**RECORDS SHOWN**
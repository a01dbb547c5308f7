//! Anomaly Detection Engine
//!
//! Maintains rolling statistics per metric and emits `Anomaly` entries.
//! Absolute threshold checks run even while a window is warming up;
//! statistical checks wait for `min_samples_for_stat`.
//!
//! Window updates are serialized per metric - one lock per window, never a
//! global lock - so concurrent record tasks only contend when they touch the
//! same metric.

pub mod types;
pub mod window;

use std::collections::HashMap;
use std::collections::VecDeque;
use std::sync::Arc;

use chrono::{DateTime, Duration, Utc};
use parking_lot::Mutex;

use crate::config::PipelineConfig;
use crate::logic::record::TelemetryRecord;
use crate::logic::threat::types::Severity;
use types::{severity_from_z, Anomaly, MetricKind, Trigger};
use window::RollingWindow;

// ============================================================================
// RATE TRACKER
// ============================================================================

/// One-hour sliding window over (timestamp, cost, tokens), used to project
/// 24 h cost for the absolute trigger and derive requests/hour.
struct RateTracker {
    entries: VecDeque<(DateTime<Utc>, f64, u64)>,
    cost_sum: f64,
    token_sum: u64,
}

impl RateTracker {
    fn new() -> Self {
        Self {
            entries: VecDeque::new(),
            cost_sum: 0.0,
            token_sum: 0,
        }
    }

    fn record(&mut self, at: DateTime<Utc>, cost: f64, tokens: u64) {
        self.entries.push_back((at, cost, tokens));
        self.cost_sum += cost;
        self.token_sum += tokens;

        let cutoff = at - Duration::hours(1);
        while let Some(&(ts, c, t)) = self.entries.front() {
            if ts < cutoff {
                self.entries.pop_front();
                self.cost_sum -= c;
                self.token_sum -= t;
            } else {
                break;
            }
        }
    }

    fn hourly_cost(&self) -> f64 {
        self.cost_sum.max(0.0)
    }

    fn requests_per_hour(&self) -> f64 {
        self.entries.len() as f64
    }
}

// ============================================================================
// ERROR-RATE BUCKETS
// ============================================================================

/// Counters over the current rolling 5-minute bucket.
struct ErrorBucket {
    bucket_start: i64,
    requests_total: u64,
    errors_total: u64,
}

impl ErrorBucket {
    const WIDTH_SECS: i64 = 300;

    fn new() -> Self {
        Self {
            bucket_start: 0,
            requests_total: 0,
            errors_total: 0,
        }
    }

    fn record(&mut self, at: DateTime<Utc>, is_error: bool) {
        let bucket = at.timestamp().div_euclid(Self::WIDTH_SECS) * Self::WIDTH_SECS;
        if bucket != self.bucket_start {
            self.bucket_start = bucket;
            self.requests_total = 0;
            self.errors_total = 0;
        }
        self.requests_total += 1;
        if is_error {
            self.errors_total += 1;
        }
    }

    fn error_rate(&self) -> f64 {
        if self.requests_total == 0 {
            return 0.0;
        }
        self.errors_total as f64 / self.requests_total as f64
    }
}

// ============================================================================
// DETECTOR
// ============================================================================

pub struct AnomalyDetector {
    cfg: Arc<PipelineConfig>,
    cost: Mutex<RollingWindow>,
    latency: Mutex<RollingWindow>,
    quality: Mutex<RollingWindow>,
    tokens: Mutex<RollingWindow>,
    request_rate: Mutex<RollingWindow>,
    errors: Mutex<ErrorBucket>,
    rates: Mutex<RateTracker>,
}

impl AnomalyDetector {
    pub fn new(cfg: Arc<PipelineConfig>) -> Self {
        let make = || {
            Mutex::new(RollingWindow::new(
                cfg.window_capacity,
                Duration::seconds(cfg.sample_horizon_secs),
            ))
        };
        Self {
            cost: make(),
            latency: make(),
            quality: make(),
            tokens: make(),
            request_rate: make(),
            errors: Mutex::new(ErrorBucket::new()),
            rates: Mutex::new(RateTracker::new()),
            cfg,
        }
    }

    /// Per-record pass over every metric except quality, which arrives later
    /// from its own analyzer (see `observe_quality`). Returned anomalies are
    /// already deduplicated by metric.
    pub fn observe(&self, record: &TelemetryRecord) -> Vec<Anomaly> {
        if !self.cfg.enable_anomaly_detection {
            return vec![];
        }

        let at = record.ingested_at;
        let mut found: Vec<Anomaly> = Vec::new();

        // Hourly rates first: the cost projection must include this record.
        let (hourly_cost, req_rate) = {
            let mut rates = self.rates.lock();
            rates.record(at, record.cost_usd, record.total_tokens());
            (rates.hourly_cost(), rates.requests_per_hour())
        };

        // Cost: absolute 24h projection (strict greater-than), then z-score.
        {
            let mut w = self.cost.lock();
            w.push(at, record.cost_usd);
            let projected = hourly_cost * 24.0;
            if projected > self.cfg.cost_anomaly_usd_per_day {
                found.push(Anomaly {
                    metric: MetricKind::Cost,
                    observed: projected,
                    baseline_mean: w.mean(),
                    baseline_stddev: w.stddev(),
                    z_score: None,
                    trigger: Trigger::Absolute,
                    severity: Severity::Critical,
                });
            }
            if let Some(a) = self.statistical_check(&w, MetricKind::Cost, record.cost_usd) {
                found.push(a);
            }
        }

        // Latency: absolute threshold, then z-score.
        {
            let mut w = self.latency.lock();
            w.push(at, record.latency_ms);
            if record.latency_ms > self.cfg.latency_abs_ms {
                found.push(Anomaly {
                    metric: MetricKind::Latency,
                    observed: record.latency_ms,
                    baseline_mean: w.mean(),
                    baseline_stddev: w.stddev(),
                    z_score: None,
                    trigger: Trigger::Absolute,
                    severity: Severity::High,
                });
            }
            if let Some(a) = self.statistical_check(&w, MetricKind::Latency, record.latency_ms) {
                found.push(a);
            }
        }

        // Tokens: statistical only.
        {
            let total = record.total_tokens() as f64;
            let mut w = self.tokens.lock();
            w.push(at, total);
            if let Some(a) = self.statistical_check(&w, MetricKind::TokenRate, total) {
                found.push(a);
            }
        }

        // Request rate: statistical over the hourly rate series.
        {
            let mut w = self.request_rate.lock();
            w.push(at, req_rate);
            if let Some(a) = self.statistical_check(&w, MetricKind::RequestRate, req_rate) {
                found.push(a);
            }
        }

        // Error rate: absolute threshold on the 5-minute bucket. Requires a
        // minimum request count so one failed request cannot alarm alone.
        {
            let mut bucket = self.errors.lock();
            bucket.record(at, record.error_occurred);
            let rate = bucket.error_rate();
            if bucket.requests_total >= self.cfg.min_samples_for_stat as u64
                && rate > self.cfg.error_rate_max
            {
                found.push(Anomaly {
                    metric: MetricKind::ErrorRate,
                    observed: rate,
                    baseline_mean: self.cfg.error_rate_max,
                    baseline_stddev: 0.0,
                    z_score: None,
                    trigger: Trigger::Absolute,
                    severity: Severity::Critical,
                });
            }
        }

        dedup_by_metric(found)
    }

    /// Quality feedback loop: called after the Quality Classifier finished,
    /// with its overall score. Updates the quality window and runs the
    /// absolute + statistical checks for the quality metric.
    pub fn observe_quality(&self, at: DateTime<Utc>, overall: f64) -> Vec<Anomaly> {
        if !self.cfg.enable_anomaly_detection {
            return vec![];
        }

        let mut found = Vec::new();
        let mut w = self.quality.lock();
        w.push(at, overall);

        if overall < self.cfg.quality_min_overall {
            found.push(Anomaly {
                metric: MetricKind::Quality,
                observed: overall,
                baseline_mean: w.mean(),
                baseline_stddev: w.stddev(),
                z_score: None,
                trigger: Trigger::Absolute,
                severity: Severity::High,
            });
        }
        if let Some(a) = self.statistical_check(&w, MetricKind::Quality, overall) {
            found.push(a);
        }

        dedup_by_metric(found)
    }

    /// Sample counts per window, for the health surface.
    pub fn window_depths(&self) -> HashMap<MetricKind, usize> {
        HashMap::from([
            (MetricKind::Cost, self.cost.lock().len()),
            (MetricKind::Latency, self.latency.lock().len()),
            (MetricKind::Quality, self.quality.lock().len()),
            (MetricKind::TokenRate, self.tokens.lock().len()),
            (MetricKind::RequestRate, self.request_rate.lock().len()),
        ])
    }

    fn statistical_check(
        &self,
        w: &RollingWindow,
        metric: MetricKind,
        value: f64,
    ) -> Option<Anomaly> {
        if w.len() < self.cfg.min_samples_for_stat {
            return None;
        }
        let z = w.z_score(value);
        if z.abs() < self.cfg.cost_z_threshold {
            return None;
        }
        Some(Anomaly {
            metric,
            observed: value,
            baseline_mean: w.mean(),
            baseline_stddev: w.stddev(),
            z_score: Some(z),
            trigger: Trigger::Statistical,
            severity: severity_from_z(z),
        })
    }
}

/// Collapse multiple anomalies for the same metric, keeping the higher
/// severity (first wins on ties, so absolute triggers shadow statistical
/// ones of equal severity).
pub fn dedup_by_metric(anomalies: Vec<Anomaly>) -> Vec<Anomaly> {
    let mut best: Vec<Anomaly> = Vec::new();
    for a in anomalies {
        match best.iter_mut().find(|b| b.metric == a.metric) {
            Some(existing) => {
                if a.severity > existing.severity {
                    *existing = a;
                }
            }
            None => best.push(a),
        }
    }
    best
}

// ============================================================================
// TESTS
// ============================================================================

**HOW TO COMPLETE THIS TASK**
Quote the listing above from its first line to the line with "fn hourly_cost(&self) ->", inclusive, and add nothing.

**EXPECTED OUTPUT**
repository a01dbb547c5308f7
//! Anomaly Detection Engine
//!
//! Maintains rolling statistics per metric and emits `Anomaly` entries.
//! Absolute threshold checks run even while a window is warming up;
//! statistical checks wait for `min_samples_for_stat`.
//!
//! Window updates are serialized per metric - one lock per window, never a
//! global lock - so concurrent record tasks only contend when they touch the
//! same metric.

pub mod types;
pub mod window;

use std::collections::HashMap;
use std::collections::VecDeque;
use std::sync::Arc;

use chrono::{DateTime, Duration, Utc};
use parking_lot::Mutex;

use crate::config::PipelineConfig;
use crate::logic::record::TelemetryRecord;
use crate::logic::threat::types::Severity;
use types::{severity_from_z, Anomaly, MetricKind, Trigger};
use window::RollingWindow;

// ============================================================================
// RATE TRACKER
// ============================================================================

/// One-hour sliding window over (timestamp, cost, tokens), used to project
/// 24 h cost for the absolute trigger and derive requests/hour.
struct RateTracker {
    entries: VecDeque<(DateTime<Utc>, f64, u64)>,
    cost_sum: f64,
    token_sum: u64,
}

impl RateTracker {
    fn new() -> Self {
        Self {
            entries: VecDeque::new(),
            cost_sum: 0.0,
            token_sum: 0,
        }
    }

    fn record(&mut self, at: DateTime<Utc>, cost: f64, tokens: u64) {
        self.entries.push_back((at, cost, tokens));
        self.cost_sum += cost;
        self.token_sum += tokens;

        let cutoff = at - Duration::hours(1);
        while let Some(&(ts, c, t)) = self.entries.front() {
            if ts < cutoff {
                self.entries.pop_front();
                self.cost_sum -= c;
                self.token_sum -= t;
            } else {
                break;
            }
        }
    }

    fn hourly_cost(&self) -> f64 {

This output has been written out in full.